▶ DIRECTIONS: Filter task. Return each line of the material that holds the string "forms".
== DATA SUPPLIED
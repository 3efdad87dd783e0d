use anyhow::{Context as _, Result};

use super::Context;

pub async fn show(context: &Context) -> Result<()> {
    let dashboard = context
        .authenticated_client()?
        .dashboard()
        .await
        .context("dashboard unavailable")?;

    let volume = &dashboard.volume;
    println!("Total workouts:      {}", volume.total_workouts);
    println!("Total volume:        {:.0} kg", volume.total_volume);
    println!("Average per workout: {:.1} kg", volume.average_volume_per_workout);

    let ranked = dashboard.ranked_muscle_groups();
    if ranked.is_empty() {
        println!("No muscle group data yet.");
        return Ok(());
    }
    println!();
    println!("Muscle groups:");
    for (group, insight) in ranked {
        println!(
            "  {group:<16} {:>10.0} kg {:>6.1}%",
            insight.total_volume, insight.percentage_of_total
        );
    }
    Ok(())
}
====
== DATA SUPPLIED
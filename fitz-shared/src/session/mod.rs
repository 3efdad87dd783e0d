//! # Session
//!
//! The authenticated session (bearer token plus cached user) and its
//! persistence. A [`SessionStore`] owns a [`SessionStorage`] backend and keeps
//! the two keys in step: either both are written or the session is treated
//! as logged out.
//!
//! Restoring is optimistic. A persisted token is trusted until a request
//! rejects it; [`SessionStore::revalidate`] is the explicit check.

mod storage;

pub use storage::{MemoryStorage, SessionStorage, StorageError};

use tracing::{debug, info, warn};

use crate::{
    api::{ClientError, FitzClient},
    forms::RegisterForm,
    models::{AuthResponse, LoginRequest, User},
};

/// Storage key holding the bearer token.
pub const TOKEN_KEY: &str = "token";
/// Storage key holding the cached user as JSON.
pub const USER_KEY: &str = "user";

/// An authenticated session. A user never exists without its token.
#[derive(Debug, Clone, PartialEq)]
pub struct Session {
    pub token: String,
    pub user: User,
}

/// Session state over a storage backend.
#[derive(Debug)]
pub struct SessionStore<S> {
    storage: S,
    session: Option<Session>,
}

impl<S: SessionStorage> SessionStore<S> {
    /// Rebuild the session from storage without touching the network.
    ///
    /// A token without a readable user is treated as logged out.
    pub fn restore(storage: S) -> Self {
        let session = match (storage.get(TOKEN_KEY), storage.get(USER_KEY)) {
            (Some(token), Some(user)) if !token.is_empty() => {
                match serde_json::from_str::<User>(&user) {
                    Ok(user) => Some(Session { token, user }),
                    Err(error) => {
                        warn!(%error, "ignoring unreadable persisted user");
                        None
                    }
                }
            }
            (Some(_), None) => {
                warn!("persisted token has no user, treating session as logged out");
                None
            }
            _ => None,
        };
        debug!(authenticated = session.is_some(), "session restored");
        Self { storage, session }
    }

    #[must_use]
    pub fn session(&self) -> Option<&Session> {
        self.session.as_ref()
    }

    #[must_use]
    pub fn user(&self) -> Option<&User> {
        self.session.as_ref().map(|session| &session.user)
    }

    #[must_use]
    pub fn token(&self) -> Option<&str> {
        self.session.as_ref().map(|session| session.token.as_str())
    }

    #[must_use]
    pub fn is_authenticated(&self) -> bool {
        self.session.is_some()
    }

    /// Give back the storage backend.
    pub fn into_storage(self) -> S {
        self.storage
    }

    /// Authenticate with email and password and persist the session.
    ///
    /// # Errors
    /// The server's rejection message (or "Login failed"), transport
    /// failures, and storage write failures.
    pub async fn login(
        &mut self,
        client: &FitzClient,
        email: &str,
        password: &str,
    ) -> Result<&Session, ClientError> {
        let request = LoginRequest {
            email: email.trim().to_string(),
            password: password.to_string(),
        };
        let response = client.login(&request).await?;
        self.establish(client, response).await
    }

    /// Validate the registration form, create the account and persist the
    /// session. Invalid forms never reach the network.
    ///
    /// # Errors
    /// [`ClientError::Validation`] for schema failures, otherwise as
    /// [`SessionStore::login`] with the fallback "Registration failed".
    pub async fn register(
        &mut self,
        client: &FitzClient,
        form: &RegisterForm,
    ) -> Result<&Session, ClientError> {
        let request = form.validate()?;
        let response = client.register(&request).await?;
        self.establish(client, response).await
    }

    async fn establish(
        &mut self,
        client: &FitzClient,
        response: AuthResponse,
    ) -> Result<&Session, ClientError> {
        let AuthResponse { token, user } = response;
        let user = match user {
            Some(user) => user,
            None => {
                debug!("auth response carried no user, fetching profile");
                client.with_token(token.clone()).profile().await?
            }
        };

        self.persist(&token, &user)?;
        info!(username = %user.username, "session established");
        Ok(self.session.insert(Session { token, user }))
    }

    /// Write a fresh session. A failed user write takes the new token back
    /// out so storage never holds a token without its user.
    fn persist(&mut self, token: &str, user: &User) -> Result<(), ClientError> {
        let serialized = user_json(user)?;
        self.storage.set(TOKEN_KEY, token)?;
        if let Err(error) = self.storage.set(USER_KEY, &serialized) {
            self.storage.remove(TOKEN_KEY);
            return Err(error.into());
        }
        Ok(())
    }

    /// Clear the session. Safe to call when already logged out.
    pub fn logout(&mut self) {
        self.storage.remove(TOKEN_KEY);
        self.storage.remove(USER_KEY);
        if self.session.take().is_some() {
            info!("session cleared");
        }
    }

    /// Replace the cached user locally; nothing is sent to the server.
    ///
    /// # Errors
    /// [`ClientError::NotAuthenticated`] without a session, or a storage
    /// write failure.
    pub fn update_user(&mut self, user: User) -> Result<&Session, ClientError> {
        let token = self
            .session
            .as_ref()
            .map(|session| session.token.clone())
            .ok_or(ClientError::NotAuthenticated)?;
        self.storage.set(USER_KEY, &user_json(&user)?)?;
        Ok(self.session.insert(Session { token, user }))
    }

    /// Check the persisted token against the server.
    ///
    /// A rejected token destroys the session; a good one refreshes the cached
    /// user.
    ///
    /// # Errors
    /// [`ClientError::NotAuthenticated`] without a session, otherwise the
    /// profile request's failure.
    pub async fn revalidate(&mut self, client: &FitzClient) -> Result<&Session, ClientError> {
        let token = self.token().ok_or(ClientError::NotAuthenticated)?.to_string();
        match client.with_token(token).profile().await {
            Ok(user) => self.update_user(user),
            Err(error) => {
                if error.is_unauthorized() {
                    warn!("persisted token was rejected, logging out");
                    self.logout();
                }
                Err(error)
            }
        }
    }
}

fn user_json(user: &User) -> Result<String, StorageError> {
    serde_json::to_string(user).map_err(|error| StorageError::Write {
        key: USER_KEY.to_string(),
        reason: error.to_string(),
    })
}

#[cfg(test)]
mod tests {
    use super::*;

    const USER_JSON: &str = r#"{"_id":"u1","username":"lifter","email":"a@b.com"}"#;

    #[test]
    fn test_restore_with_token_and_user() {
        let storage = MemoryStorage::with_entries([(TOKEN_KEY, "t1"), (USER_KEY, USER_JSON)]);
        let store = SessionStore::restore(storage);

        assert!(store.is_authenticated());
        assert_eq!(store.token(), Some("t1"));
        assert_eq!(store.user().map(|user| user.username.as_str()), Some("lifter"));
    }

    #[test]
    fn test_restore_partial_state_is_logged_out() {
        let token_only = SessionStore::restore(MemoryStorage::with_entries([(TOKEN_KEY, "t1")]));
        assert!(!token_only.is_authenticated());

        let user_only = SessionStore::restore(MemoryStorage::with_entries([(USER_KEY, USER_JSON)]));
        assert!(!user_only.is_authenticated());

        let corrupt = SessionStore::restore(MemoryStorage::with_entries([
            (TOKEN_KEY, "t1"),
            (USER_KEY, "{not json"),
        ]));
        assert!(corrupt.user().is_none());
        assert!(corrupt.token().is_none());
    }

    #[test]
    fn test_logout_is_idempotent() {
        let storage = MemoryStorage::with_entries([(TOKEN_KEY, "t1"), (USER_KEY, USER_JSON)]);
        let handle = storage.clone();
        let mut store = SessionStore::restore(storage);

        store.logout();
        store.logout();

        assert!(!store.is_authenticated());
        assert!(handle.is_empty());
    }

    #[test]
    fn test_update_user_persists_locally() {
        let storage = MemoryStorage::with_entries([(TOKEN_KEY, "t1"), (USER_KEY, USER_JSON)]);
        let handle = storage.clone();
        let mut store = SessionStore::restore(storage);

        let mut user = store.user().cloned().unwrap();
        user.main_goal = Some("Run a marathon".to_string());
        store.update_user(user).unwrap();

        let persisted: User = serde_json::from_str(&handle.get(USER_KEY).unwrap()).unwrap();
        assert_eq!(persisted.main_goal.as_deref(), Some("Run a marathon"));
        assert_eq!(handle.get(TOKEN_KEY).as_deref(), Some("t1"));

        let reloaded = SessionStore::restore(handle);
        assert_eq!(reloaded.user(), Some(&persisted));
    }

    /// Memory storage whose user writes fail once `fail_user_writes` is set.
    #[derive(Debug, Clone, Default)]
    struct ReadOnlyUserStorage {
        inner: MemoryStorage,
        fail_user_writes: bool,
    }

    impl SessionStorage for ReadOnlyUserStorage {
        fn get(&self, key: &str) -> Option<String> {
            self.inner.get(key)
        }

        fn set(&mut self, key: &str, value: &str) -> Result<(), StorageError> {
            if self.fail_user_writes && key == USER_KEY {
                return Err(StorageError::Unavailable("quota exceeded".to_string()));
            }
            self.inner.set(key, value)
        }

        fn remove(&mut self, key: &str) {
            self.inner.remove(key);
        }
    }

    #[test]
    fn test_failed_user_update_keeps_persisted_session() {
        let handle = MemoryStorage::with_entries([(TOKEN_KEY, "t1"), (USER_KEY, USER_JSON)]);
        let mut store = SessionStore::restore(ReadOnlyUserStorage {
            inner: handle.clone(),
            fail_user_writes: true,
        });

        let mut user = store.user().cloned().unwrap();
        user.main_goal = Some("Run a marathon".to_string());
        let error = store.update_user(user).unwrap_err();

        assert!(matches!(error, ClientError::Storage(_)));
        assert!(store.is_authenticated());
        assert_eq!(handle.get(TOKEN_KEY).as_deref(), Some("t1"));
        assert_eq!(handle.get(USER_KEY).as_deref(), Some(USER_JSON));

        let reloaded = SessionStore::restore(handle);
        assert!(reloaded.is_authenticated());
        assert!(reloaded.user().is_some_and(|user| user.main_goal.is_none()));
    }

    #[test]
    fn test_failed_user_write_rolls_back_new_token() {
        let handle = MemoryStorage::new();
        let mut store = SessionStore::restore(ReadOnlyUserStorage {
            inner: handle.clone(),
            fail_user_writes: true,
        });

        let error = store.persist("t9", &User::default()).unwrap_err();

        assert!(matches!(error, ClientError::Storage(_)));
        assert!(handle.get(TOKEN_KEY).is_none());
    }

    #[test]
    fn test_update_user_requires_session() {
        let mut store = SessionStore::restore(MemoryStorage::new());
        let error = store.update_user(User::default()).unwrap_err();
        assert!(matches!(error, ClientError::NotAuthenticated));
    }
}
====
== DATA SUPPLIED
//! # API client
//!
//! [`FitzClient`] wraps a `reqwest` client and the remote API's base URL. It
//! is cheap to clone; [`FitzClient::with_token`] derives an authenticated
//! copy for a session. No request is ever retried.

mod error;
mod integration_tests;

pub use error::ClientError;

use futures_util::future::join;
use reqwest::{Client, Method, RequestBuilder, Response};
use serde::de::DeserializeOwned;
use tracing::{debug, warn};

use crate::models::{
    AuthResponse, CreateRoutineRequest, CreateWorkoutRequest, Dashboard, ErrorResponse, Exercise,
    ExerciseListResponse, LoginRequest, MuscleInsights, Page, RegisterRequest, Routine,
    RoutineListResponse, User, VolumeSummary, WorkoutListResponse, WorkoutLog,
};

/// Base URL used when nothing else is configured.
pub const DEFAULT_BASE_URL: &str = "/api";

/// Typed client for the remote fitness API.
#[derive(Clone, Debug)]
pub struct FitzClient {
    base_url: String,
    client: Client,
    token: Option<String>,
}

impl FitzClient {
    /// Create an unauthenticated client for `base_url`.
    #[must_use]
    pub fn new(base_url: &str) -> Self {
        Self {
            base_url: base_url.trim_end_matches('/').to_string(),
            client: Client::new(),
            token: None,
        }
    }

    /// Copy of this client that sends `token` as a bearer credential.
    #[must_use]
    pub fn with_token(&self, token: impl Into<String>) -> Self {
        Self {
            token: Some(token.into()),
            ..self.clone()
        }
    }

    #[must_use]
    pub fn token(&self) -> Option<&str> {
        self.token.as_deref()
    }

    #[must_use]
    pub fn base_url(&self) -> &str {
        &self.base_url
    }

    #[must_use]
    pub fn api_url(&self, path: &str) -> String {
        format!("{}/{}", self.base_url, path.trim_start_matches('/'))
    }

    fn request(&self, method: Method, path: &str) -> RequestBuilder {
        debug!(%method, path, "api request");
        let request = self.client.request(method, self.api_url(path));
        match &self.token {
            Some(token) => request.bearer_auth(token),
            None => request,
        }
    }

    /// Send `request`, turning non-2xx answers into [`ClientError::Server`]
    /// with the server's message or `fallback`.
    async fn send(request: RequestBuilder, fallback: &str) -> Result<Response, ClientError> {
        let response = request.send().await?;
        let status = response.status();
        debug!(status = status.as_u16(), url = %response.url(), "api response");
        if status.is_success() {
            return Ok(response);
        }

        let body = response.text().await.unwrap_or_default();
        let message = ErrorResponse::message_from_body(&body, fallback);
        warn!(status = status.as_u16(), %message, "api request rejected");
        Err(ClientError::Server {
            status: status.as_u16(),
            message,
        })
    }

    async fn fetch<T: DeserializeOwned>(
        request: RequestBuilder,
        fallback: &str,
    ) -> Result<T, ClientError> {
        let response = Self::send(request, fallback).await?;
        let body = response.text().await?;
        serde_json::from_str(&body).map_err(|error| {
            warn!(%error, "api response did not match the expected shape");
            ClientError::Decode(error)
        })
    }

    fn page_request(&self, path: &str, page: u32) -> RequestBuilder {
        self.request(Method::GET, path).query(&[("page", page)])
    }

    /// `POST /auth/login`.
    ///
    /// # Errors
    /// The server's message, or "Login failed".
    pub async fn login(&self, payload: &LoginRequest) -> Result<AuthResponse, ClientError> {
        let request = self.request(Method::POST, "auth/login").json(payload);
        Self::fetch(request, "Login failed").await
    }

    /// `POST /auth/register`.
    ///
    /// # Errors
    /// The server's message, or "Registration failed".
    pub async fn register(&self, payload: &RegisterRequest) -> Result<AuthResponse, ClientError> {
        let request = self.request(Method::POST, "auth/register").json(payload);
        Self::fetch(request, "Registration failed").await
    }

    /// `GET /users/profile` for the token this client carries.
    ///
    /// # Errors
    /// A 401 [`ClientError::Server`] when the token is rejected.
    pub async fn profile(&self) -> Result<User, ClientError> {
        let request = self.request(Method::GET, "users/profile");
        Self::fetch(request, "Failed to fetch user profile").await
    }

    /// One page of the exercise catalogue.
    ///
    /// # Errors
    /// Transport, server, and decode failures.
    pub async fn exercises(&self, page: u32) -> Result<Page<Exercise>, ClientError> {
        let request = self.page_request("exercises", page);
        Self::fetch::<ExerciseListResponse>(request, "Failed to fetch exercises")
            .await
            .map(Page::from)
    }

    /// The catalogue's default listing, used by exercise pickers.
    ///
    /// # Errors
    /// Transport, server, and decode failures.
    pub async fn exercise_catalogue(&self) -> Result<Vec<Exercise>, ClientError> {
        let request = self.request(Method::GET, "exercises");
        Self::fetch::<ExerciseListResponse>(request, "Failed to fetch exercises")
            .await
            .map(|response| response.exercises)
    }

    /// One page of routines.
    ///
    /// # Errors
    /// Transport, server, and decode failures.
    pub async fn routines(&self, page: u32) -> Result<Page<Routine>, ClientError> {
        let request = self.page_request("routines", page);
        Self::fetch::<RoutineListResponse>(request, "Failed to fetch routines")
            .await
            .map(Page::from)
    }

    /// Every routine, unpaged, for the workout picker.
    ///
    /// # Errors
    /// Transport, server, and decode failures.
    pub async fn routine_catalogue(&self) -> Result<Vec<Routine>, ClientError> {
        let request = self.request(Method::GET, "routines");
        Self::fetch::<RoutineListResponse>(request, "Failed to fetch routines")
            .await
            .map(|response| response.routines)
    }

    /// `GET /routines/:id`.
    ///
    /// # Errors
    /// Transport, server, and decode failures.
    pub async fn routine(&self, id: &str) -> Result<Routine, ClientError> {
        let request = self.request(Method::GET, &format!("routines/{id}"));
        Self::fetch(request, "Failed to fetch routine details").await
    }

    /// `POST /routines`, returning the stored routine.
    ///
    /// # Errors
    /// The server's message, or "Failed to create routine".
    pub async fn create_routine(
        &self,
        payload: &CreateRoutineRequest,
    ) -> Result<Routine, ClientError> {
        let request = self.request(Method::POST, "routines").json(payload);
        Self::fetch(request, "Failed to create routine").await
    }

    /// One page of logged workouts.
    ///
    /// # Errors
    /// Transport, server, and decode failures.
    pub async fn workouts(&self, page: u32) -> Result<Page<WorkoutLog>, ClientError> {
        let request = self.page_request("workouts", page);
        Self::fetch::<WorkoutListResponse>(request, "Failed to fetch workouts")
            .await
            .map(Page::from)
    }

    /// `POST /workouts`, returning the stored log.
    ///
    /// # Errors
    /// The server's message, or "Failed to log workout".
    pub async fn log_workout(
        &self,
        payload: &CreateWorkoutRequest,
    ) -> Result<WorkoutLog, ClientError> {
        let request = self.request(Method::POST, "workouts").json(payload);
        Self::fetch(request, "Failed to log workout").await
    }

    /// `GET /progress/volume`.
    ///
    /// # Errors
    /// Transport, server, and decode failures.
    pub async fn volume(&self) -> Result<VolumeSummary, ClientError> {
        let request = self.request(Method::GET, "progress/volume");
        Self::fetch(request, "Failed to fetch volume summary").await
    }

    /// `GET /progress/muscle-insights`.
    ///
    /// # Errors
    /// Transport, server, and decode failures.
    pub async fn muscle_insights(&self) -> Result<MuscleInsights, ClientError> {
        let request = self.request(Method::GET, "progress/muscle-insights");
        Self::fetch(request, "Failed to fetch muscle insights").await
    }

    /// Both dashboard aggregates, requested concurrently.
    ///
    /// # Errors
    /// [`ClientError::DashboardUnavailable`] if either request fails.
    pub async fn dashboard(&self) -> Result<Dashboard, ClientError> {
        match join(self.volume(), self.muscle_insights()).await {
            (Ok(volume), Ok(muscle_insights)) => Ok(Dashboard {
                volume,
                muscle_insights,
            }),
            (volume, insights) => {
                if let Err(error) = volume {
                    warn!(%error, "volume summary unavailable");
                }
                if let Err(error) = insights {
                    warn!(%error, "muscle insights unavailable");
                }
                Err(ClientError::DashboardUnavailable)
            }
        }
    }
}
====
▶ WRITTEN SOLUTION:
    forms::RegisterForm,
    /// session. Invalid forms never reach the network.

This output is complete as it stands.